Which lines in the records below include the word "debug"? Report each of them in full.

> [DATA FOR REVIEW]:
+++

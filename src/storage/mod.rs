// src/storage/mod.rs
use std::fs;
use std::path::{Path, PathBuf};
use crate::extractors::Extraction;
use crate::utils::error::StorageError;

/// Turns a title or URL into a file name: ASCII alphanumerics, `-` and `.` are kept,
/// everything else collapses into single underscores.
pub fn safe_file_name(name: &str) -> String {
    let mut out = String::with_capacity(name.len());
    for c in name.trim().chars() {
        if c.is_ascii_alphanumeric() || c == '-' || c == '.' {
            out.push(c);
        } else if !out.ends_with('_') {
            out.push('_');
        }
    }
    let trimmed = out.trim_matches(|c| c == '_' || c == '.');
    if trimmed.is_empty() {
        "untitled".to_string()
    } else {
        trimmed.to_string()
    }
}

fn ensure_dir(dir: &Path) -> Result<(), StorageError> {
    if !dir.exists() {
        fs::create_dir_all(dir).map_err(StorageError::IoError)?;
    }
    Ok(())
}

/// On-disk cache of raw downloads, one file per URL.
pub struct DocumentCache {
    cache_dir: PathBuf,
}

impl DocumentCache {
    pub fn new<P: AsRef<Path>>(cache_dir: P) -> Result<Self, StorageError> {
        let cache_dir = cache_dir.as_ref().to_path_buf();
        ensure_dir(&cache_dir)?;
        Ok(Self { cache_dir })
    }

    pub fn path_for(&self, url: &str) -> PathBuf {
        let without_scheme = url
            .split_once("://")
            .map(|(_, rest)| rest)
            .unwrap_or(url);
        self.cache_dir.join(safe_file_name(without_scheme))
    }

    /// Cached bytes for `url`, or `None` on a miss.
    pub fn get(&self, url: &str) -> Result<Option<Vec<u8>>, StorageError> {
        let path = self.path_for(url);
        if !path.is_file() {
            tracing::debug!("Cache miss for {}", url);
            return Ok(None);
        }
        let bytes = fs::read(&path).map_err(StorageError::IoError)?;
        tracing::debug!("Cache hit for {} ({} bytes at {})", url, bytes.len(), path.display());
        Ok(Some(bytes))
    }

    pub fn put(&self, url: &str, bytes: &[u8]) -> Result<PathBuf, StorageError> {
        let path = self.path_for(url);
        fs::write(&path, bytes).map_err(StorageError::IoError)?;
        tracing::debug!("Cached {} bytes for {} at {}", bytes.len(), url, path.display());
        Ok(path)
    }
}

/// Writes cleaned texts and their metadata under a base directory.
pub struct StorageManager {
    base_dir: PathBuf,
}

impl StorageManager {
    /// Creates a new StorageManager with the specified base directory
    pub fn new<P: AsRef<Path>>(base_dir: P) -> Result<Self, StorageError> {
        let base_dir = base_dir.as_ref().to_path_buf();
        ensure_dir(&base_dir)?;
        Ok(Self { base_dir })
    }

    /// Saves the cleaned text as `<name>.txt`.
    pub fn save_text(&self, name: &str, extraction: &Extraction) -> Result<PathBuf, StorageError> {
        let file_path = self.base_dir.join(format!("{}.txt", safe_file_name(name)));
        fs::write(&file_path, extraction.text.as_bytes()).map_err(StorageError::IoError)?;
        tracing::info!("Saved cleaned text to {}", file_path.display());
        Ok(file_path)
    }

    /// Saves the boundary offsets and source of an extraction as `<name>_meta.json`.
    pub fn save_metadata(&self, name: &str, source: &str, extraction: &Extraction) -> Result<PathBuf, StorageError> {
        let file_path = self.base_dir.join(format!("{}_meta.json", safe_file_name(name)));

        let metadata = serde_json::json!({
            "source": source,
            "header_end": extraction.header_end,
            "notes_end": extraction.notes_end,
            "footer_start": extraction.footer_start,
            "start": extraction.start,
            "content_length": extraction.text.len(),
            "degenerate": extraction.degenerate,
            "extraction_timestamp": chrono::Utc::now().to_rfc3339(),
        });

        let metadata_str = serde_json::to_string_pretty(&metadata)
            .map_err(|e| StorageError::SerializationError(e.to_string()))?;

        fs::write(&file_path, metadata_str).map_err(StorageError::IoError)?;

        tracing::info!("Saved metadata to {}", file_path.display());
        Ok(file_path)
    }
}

+++

> [WRITTEN ANSWER]:
            tracing::debug!("Cache miss for {}", url);
        tracing::debug!("Cache hit for {} ({} bytes at {})", url, bytes.len(), path.display());
        tracing::debug!("Cached {} bytes for {} at {}", bytes.len(), url, path.display());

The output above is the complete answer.